The Pirates of Somalia (Theaters-2017; Streaming-2017) Rated: R Runtime: 116-118 minutes
Genre: Biography-Drama
els – 6.0/10
IMDb – 6.9/10
Amazon – 3.8/5 stars
Rotten Tomatoes Critics – 6.1/10
Rotten Tomatoes Audience – 4.2/5
Metacritic Metascore – 54/100
Metacritic User Score – 7.8/10
Directed by: Bryan Buckley
Written by: Bryan Buckley
Music by: Andrew Feltenstein, John Nau
Cast: Evan Peters, Barkhad Abdi, Melanie Griffith, Al Pacino
Film Locations: Cape Town and Western Cape, South Africa; New York, US
Budget: NA
Worldwide Box Office: NA
Jay Bahadur (Peters), a young, idealistic Canadian, aspires to be a journalist, but his job prospects are poor to nonexistent. Going to Somalia to observe, interview, report, and write a book on the pirates is just the scoop he needs to break into the profession. He wrote a term paper in his first year of college romanticizing the peaceful transition to power of a newly elected government in Somalia, in which he extrapolates from that occurrence, a country that is a charming spot of sand, full of peace and love, not so different from his beloved home country of Canada; minus the sand of course. He naively weaves this theory throughout the movie, and beyond, with conviction, never contemplating that Somalia life and politics may be just a tad more complicated and less perfect than this young, inexperienced man may imagine.

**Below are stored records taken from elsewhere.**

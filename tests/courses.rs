mod common;
use axum::http::StatusCode;
use onlinecourse::model::entity::{
    Course, CourseCreate, Enrollment, EnrollmentMode, UserEntity, UserEntityCreateUpdate,
};
use onlinecourse::model::{CrudRepository, DbConnection, ModelManager};
use onlinecourse::web::{AuthenticatedUser, UserRole};
use serde_json::Value;
use tokio::task::JoinSet;

use crate::common::{
    Action, Flow, add_question_action, create_course_action, enroll_action, login_admin_action,
    registration_action, setup_server, setup_test_db,
};

fn course_detail_action(course_key: &'static str) -> Action {
    Action::new("course_detail", "GET", "")
        .with_dyn_path(move |ctx| format!("/{}/", ctx.field(course_key, "id")))
}

#[tokio::test]
async fn enroll_once_bumps_counter_and_repeat_is_noop() {
    let pool = setup_test_db().await;
    let mut server = setup_server(&pool).await;

    Flow::new()
        .step(login_admin_action())
        .step(create_course_action("course", "Cloud Native", None))
        .step(registration_action("learner", "learner").with_clear_cookies(true))
        .step(
            course_detail_action("course").assert_json(|body, _| {
                assert_eq!(body["is_enrolled"], false);
                assert_eq!(body["course"]["total_enrollment"], 0);
            }),
        )
        .step(enroll_action("course").assert_location(|location, ctx| {
            assert_eq!(location, format!("/{}/", ctx.field("course", "id")));
        }))
        .step(
            course_detail_action("course").assert_json(|body, _| {
                assert_eq!(body["is_enrolled"], true);
                assert_eq!(body["course"]["total_enrollment"], 1);
            }),
        )
        // second enrollment changes nothing
        .step(enroll_action("course"))
        .step(
            course_detail_action("course").assert_json(|body, _| {
                assert_eq!(body["is_enrolled"], true);
                assert_eq!(body["course"]["total_enrollment"], 1);
            }),
        )
        .step(login_admin_action())
        .step(
            Action::new("list_enrollments", "GET", "/admin/enrollments").assert_json(|body, ctx| {
                assert_eq!(body["total"], 1);
                let enrollment = &body["items"][0];
                assert_eq!(enrollment["mode"], "honor");
                assert_eq!(enrollment["rating"], 5.0);
                assert_eq!(enrollment["course_id"].as_str(), Some(ctx.field("course", "id").as_str()));
            }),
        )
        .run(&mut server, pool)
        .await;
}

#[tokio::test]
async fn anonymous_enroll_redirects_without_enrolling() {
    let pool = setup_test_db().await;
    let mut server = setup_server(&pool).await;

    Flow::new()
        .step(login_admin_action())
        .step(create_course_action("course", "Databases", None))
        .step(
            enroll_action("course")
                .with_clear_cookies(true)
                .with_save_cookies(false)
                .assert_location(|location, ctx| {
                    assert_eq!(location, format!("/{}/", ctx.field("course", "id")));
                }),
        )
        .step(
            course_detail_action("course").assert_json(|body, _| {
                assert_eq!(body["is_enrolled"], false);
                assert_eq!(body["course"]["total_enrollment"], 0);
            }),
        )
        .step(
            Action::new("enroll_unknown", "GET", "/00000000-0000-4000-8000-000000000000/enroll/")
                .with_expect(StatusCode::NOT_FOUND),
        )
        .run(&mut server, pool)
        .await;
}

#[tokio::test]
async fn landing_orders_by_popularity() {
    let pool = setup_test_db().await;
    let mut server = setup_server(&pool).await;

    Flow::new()
        .step(login_admin_action())
        .step(create_course_action("quiet", "Quiet Course", None))
        .step(create_course_action("popular", "Popular Course", None))
        .step(registration_action("first", "first").with_clear_cookies(true))
        .step(enroll_action("popular"))
        .step(registration_action("second", "second").with_clear_cookies(true))
        .step(enroll_action("popular"))
        .step(
            Action::new("landing", "GET", "/").assert_json(|body, ctx| {
                let courses = body.as_array().expect("course list");
                assert_eq!(courses.len(), 2);
                assert_eq!(courses[0]["id"].as_str(), Some(ctx.field("popular", "id").as_str()));
                assert_eq!(courses[0]["total_enrollment"], 2);
                assert_eq!(courses[0]["is_enrolled"], true);
                assert_eq!(courses[1]["is_enrolled"], false);
            }),
        )
        .step(
            Action::new("landing_anonymous", "GET", "/")
                .with_clear_cookies(true)
                .assert_json(|body, _| {
                    let courses = body.as_array().expect("course list");
                    assert!(courses.iter().all(|c| c["is_enrolled"] == false));
                }),
        )
        .run(&mut server, pool)
        .await;
}

#[tokio::test]
async fn course_detail_hides_correct_answers() {
    let pool = setup_test_db().await;
    let mut server = setup_server(&pool).await;

    Flow::new()
        .step(login_admin_action())
        .step(create_course_action("course", "Rust 101", Some("2024-05-01")))
        .step(
            Action::new("add_lesson", "POST", "")
                .with_dyn_path(|ctx| format!("/admin/courses/{}/lessons", ctx.field("course", "id")))
                .with_body(serde_json::json!({ "title": "Second", "content": "more", "order_index": 2 }))
                .with_expect(StatusCode::CREATED),
        )
        .step(
            Action::new("add_lesson", "POST", "")
                .with_dyn_path(|ctx| format!("/admin/courses/{}/lessons", ctx.field("course", "id")))
                .with_body(serde_json::json!({ "title": "First", "content": "intro", "order_index": 1 }))
                .with_expect(StatusCode::CREATED),
        )
        .step(add_question_action(
            "course",
            "question",
            "Which keyword declares a binding?",
            2,
            &[("let", true), ("var", false)],
        ))
        .step(
            course_detail_action("course")
                .with_clear_cookies(true)
                .assert_json(|body, ctx| {
                    let lessons: Vec<&str> = body["lessons"]
                        .as_array()
                        .unwrap()
                        .iter()
                        .map(|l| l["title"].as_str().unwrap())
                        .collect();
                    assert_eq!(lessons, vec!["First", "Second"]);

                    let question = &body["questions"][0];
                    let question_id = ctx.get("question")["question"]["id"].as_str().unwrap();
                    assert_eq!(question["field_name"], format!("choice_{question_id}"));
                    assert_eq!(question["grade_point"], 2);

                    let choices = question["choices"].as_array().unwrap();
                    assert_eq!(choices.len(), 2);
                    assert!(choices.iter().all(|c| c.get("is_correct").is_none()));
                    assert_eq!(body["is_enrolled"], Value::Bool(false));
                }),
        )
        .run(&mut server, pool)
        .await;
}

#[tokio::test(flavor = "multi_thread", worker_threads = 4)]
async fn concurrent_enrolls_insert_one_row() {
    const ATTEMPTS: usize = 16;

    let db = setup_test_db().await;
    let mm = ModelManager::new(DbConnection::from_pool(db.pool().clone()));
    let system = AuthenticatedUser::admin();

    let user = UserEntity::create_with_role(
        &mm,
        &system,
        UserEntityCreateUpdate {
            username: "racer".to_string(),
            password_hash: "unused".to_string(),
            first_name: String::new(),
            last_name: String::new(),
        },
        UserRole::User,
    )
    .await
    .unwrap();
    let course = Course::create(
        &mm,
        &system,
        CourseCreate {
            name: "Distributed Systems".to_string(),
            image: String::new(),
            description: String::new(),
            pub_date: None,
        },
    )
    .await
    .unwrap();

    let mut attempts = JoinSet::new();
    for _ in 0..ATTEMPTS {
        let mm = mm.clone();
        let system = system.clone();
        let (user_id, course_id) = (user.id(), course.id());
        attempts.spawn(async move {
            Enrollment::enroll(&mm, &system, user_id, course_id, EnrollmentMode::Honor, None).await
        });
    }

    let mut created = 0;
    let mut enrollment_ids = Vec::new();
    while let Some(joined) = attempts.join_next().await {
        let (enrollment, was_created) = joined.unwrap().unwrap();
        if was_created {
            created += 1;
        }
        enrollment_ids.push(enrollment.id());
    }

    assert_eq!(created, 1);
    assert_eq!(enrollment_ids.len(), ATTEMPTS);
    assert!(enrollment_ids.iter().all(|id| *id == enrollment_ids[0]));

    let rows = Enrollment::count_by_course(&mm, &system, course.id()).await.unwrap();
    let course = Course::find_by_id(&mm, &system, course.id()).await.unwrap().unwrap();
    assert_eq!(rows, 1);
    assert_eq!(i64::from(course.total_enrollment()), rows);
}
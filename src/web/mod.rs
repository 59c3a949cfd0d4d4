mod context;
pub use context::{AuthenticatedUser, RequestContext, UserRole};

mod error;
pub use error::{WebError, WebResult};

pub mod middlewares;

mod state;
pub use state::AppState;

pub mod dto;

pub mod routes;

pub mod doc;
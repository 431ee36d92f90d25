//! UI controller core: turns action responses into renders.
//!
//! Separated from the browser wiring in `dom` so it can be tested without
//! WASM. The DOM side only has to implement `RenderTarget` and `Clock`.

#[cfg(test)]
#[path = "controller_test.rs"]
mod controller_test;

use crate::config::ClientConfig;
use crate::net::api::{Action, ApiError};
use crate::net::types::GameState;
use crate::state::sequencer::{RequestSequencer, Ticket};
use crate::state::view::GameView;

/// The writable surface of the game page.
pub trait RenderTarget {
    fn set_xp(&mut self, text: &str);
    fn set_click_value(&mut self, text: &str);
    fn set_upgrade_cost(&mut self, text: &str);
    fn set_upgrade_disabled(&mut self, disabled: bool);
    fn set_monster_src(&mut self, src: &str);
}

/// Wall-clock source for image cache-busting.
pub trait Clock {
    /// Milliseconds since the Unix epoch.
    fn now_ms(&self) -> u64;
}

/// A request that has been issued but not yet resolved.
#[derive(Clone, Debug, PartialEq, Eq)]
pub struct Pending {
    pub ticket: Ticket,
    pub action: Action,
    pub url: String,
}

/// What `Controller::finish` did with a response.
#[derive(Debug, PartialEq)]
pub enum Outcome {
    Rendered,
    /// A newer request already rendered; the response was dropped.
    Stale,
    /// The request failed; the page keeps its last rendered state.
    Failed(ApiError),
}

pub struct Controller<T, C> {
    target: T,
    clock: C,
    config: ClientConfig,
    sequencer: RequestSequencer,
}

impl<T: RenderTarget, C: Clock> Controller<T, C> {
    #[must_use]
    pub fn new(target: T, clock: C, config: ClientConfig) -> Self {
        let sequencer = RequestSequencer::new(config.ordering);
        Self { target, clock, config, sequencer }
    }

    /// Start a request for `action`.
    pub fn begin(&mut self, action: Action) -> Pending {
        let ticket = self.sequencer.issue();
        let url = action.endpoint(&self.config.api_base);
        log::debug!("{} request #{} -> POST {url}", action.name(), ticket.seq());
        Pending { ticket, action, url }
    }

    /// Handle the result of a request started with `begin`.
    pub fn finish(&mut self, pending: Pending, result: Result<GameState, ApiError>) -> Outcome {
        let state = match result {
            Ok(state) => state,
            Err(err) => {
                log::warn!("{} request #{} failed: {err}", pending.action.name(), pending.ticket.seq());
                return Outcome::Failed(err);
            }
        };
        if !self.sequencer.accept(pending.ticket) {
            log::debug!(
                "{} request #{} superseded by a newer response",
                pending.action.name(),
                pending.ticket.seq()
            );
            return Outcome::Stale;
        }
        self.render(&state);
        Outcome::Rendered
    }

    /// Mirror `state` into the page.
    pub fn render(&mut self, state: &GameState) {
        let view = GameView::new(state, &self.config.asset_base, self.clock.now_ms());
        view.apply(&mut self.target);
    }

    #[must_use]
    pub fn target(&self) -> &T {
        &self.target
    }

    #[must_use]
    pub fn config(&self) -> &ClientConfig {
        &self.config
    }
}
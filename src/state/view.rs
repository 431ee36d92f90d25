//! Render model for one `GameState`.
//!
//! `GameView::new` computes every value the page shows; `apply` writes them
//! into a `RenderTarget`. Keeping the two apart lets tests check the render
//! contract without a browser.

#[cfg(test)]
#[path = "view_test.rs"]
mod view_test;

use crate::controller::RenderTarget;
use crate::net::types::GameState;

/// Displayed values derived from a `GameState`.
#[derive(Clone, Debug, PartialEq, Eq)]
pub struct GameView {
    pub xp: String,
    pub click_value: String,
    pub upgrade_cost: String,
    pub upgrade_disabled: bool,
    pub monster_src: String,
}

impl GameView {
    /// Build the view for `state`, cache-busting the image with `now_ms`.
    #[must_use]
    pub fn new(state: &GameState, asset_base: &str, now_ms: u64) -> Self {
        Self {
            xp: format_number(state.xp),
            click_value: format_number(state.click_value),
            upgrade_cost: format_number(state.upgrade_cost),
            upgrade_disabled: !state.can_upgrade(),
            monster_src: monster_src(asset_base, state.stage, now_ms),
        }
    }

    /// Write every displayed value into `target`.
    pub fn apply<T: RenderTarget + ?Sized>(&self, target: &mut T) {
        target.set_xp(&self.xp);
        target.set_click_value(&self.click_value);
        target.set_upgrade_cost(&self.upgrade_cost);
        target.set_upgrade_disabled(self.upgrade_disabled);
        target.set_monster_src(&self.monster_src);
    }
}

/// Image URL for `stage`, e.g. `/static/stage2.png?t=1700000000000`.
#[must_use]
pub fn monster_src(asset_base: &str, stage: u32, now_ms: u64) -> String {
    format!("{}/stage{stage}.png?t={now_ms}", asset_base.trim_end_matches('/'))
}

/// Shortest decimal text for a JSON number; integral values have no `.0`.
#[must_use]
pub fn format_number(value: f64) -> String {
    if value == 0.0 {
        // Also normalizes -0.
        return "0".to_owned();
    }
    value.to_string()
}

With some journalistic mentoring from a retired newsman, Seymour Tolden (Pacino), Jay sets off for Somalia without any real inkling of what he is up against. Using Tolden’s contacts in the country, along with bribes and khat, a local addictive stimulant, he gains access to the pirates and is able to document their side of the story. The pirates see themselves as modern-day Robin Hoods, taking from the multinational corporations what is due them. Due them for past wrongs, due them for the British and Italian colonization and to help set matters right. I suspect the Nazis, the Mafia, Castro, Chavez, and countless others saw matters in a similar light; it was their due and they were going make everything alright.
The movie is based on a biographical account, chronicled in the 2011 New York Times bestseller: The Pirates of Somalia: Inside Their Hidden World by Jay Bahadur. The movie was filmed in early 2016, had its world premiere at the Tribeca Film Festival in April 2017 and was released in the US on 8 December 2017.
Leaving the kid’s politics aside, just for a moment, this is an interesting and well filmed and acted drama, with the exception of the tongue-in-cheek over prints and narratives which are fun and irritating at the same time, depicting life in Somalia and the pirates claim to authority and respect in this peaceful country. At the end of the movie Bahadur appears to have made a very good living off his book, movie and consulting; telling the world about the wonderful and peaceful land of Somalia and its citizens.
The problem with his story though is that he never successfully bridges the logical, the cerebral disconnect between the peaceful transition of the newly elected government with the existence of the shadow government run by the pirates; much less contemplate the very peaceful, 1991 civil war, precipitated by the smooth transition-to-power-coup that claimed up to 500,000 lives and resulted in 1,000,000 plus refugees, or using the pc correct term: displaced persons. Add to that, the bloodless 1993 Battle of Mogadishu, that claimed 19 American lives, 73 wounded and 1 captured, which was subsequently documented and portrayed, poorly, in the 2002 film: Black Hawk Down. An interesting aside is that in this movie the Somalis complain that no Somalis were used as actors in depicting the butchering of Americans in Black Hawk Down. The irony is lost on Bahadur. Jay Bahadur is naive and likely not very bright, he wanted to go into journalism for cripes sakes, but watch the movie anyway, it’s a useful lesson in ignorance and a trusting nature leading to self-deception.